(Collected data entries)

[Start of Attachment]

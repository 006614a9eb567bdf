// Copyright 2025 Lablup Inc. and Jeongkyu Shin
//
// Licensed under the Apache License, Version 2.0 (the "License");
// you may not use this file except in compliance with the License.
// You may obtain a copy of the License at
//
//     http://www.apache.org/licenses/LICENSE-2.0
//
// Unless required by applicable law or agreed to in writing, software
// distributed under the License is distributed on an "AS IS" BASIS,
// WITHOUT WARRANTIES OR CONDITIONS OF ANY KIND, either express or implied.
// See the License for the specific language governing permissions and
// limitations under the License.

//! Configuration tests.

use std::io::Write;
use std::path::{Path, PathBuf};

use super::error::ConfigError;
use super::types::Config;
use super::utils::expand_tilde;

#[test]
fn test_expand_tilde_leaves_plain_paths() {
    assert_eq!(
        expand_tilde(Path::new("/etc/hostfan.yaml")),
        PathBuf::from("/etc/hostfan.yaml")
    );
    assert_eq!(expand_tilde(Path::new("a/~/b")), PathBuf::from("a/~/b"));
}

#[test]
fn test_expand_tilde_uses_home() {
    if let Ok(home) = std::env::var("HOME") {
        let expanded = expand_tilde(Path::new("~/.ssh/id_rsa"));
        assert_eq!(expanded, PathBuf::from(home).join(".ssh/id_rsa"));
    }
}

#[test]
fn test_config_parsing() {
    let yaml = r#"
defaults:
  login: admin
  port: 2222
  identity: ~/.ssh/id_ed25519
  timeout: 10
  parallel: 32
  deadline: 120
  log_file: /var/log/hostfan.log

groups:
  web:
    - web1.example.com
    - web2.example.com
  db:
    - db1.example.com
"#;

    let config = Config::from_yaml(yaml, Path::new("config.yaml")).unwrap();
    assert_eq!(config.defaults.login.as_deref(), Some("admin"));
    assert_eq!(config.defaults.port, Some(2222));
    assert_eq!(config.defaults.timeout, Some(10));
    assert_eq!(config.defaults.parallel, Some(32));
    assert_eq!(config.defaults.deadline, Some(120));
    assert_eq!(
        config.group("web").unwrap(),
        &["web1.example.com", "web2.example.com"]
    );
    assert_eq!(config.group("db").unwrap().len(), 1);
}

#[test]
fn test_empty_config_is_default() {
    let config = Config::from_yaml("{}", Path::new("config.yaml")).unwrap();
    assert_eq!(config, Config::default());
}

#[test]
fn test_invalid_yaml() {
    let err = Config::from_yaml("defaults: [unclosed", Path::new("bad.yaml")).unwrap_err();
    assert!(matches!(err, ConfigError::Parse { .. }));
}

#[test]
fn test_unknown_group() {
    let err = Config::default().group("nope").unwrap_err();
    assert_eq!(err.to_string(), "unknown host group 'nope'");
}

#[tokio::test]
async fn test_load_from_file() {
    let mut file = tempfile::NamedTempFile::new().unwrap();
    writeln!(file, "defaults:\n  port: 2200").unwrap();
    let config = Config::load(file.path()).await.unwrap();
    assert_eq!(config.defaults.port, Some(2200));
}

#[tokio::test]
async fn test_explicit_missing_file_is_error() {
    let err = Config::load_or_default(Some(Path::new("/nonexistent/hostfan.yaml")))
        .await
        .unwrap_err();
    assert!(matches!(err, ConfigError::NotFound { .. }));
}
// Copyright 2025 Lablup Inc. and Jeongkyu Shin
//
// Licensed under the Apache License, Version 2.0 (the "License");
// you may not use this file except in compliance with the License.
// You may obtain a copy of the License at
//
//     http://www.apache.org/licenses/LICENSE-2.0
//
// Unless required by applicable law or agreed to in writing, software
// distributed under the License is distributed on an "AS IS" BASIS,
// WITHOUT WARRANTIES OR CONDITIONS OF ANY KIND, either express or implied.
// See the License for the specific language governing permissions and
// limitations under the License.

//! Configuration loading.

use directories::ProjectDirs;
use std::path::{Path, PathBuf};
use tokio::fs;

use super::error::ConfigError;
use super::types::Config;
use super::utils::expand_tilde;

impl Config {
    /// `$XDG_CONFIG_HOME/hostfan/config.yaml` (or the platform equivalent).
    pub fn default_path() -> Option<PathBuf> {
        ProjectDirs::from("", "", "hostfan").map(|dirs| dirs.config_dir().join("config.yaml"))
    }

    pub fn from_yaml(content: &str, path: &Path) -> Result<Self, ConfigError> {
        serde_yaml::from_str(content).map_err(|source| ConfigError::Parse {
            path: path.to_path_buf(),
            source,
        })
    }

    /// Load configuration from a file that must exist.
    pub async fn load(path: &Path) -> Result<Self, ConfigError> {
        let path = expand_tilde(path);

        let content = fs::read_to_string(&path).await.map_err(|source| {
            if source.kind() == std::io::ErrorKind::NotFound {
                ConfigError::NotFound { path: path.clone() }
            } else {
                ConfigError::Read {
                    path: path.clone(),
                    source,
                }
            }
        })?;

        let config = Self::from_yaml(&content, &path)?;
        tracing::debug!("Loaded configuration from {:?}", path);
        Ok(config)
    }

    /// Load the explicit file if given, otherwise the default file if present.
    ///
    /// A missing default file is not an error; a missing explicit one is.
    pub async fn load_or_default(explicit: Option<&Path>) -> Result<Self, ConfigError> {
        if let Some(path) = explicit {
            return Self::load(path).await;
        }

        match Self::default_path() {
            Some(path) if path.exists() => Self::load(&path).await,
            Some(path) => {
                tracing::debug!("No config file at {:?}, using defaults", path);
                Ok(Self::default())
            }
            None => Ok(Self::default()),
        }
    }

    /// Hosts of a named group, in file order.
    pub fn group(&self, name: &str) -> Result<&[String], ConfigError> {
        self.groups
            .get(name)
            .map(Vec::as_slice)
            .ok_or_else(|| ConfigError::UnknownGroup {
                name: name.to_string(),
            })
    }
}
// Copyright 2025 Lablup Inc. and Jeongkyu Shin
//
// Licensed under the Apache License, Version 2.0 (the "License");
// you may not use this file except in compliance with the License.
// You may obtain a copy of the License at
//
//     http://www.apache.org/licenses/LICENSE-2.0
//
// Unless required by applicable law or agreed to in writing, software
// distributed under the License is distributed on an "AS IS" BASIS,
// WITHOUT WARRANTIES OR CONDITIONS OF ANY KIND, either express or implied.
// See the License for the specific language governing permissions and
// limitations under the License.

//! Append-only run log framed by START/END timestamp lines.

use anyhow::{Context, Result};
use std::fs::{File, OpenOptions};
use std::io::{self, Write};
use std::path::Path;

/// `02-Jan-2006 15:04:05` style timestamps.
pub const TIMESTAMP_FORMAT: &str = "%d-%b-%Y %H:%M:%S";

pub fn timestamp() -> String {
    chrono::Local::now().format(TIMESTAMP_FORMAT).to_string()
}

pub fn start_line(timestamp: &str) -> String {
    format!("------ START: {timestamp} ------\n")
}

pub fn end_line(timestamp: &str) -> String {
    format!("------   END: {timestamp} ------\n")
}

/// Mirror of full result text for one invocation.
///
/// Only the single collector path writes to it, so there is no locking.
/// Two invocations appending to the same path at the same time may
/// interleave their bodies.
#[derive(Debug)]
pub struct RunLog<L: Write = File> {
    writer: L,
}

impl RunLog<File> {
    /// Open `path` for appending, creating it if needed.
    pub fn open_append(path: &Path) -> Result<Self> {
        let file = OpenOptions::new()
            .create(true)
            .append(true)
            .open(path)
            .with_context(|| format!("Failed to open log file {path:?}"))?;
        Ok(Self::new(file))
    }
}

impl<L: Write> RunLog<L> {
    pub fn new(writer: L) -> Self {
        Self { writer }
    }

    pub fn start(&mut self) -> io::Result<()> {
        self.writer.write_all(start_line(&timestamp()).as_bytes())?;
        self.writer.flush()
    }

    pub fn write_entry(&mut self, text: &str) -> io::Result<()> {
        self.writer.write_all(text.as_bytes())
    }

    pub fn end(&mut self) -> io::Result<()> {
        self.writer.write_all(end_line(&timestamp()).as_bytes())?;
        self.writer.flush()
    }

    pub fn into_inner(self) -> L {
        self.writer
    }
}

[End of Attachment]

= Problem description =
Of the lines above, extract only those from the line with "- web2.example.com" to the line with "assert_eq!(config.defaults.port, Some(2222));", both included, exactly as written.

= Response area =
    - web2.example.com
  db:
    - db1.example.com
"#;

    let config = Config::from_yaml(yaml, Path::new("config.yaml")).unwrap();
    assert_eq!(config.defaults.login.as_deref(), Some("admin"));
    assert_eq!(config.defaults.port, Some(2222));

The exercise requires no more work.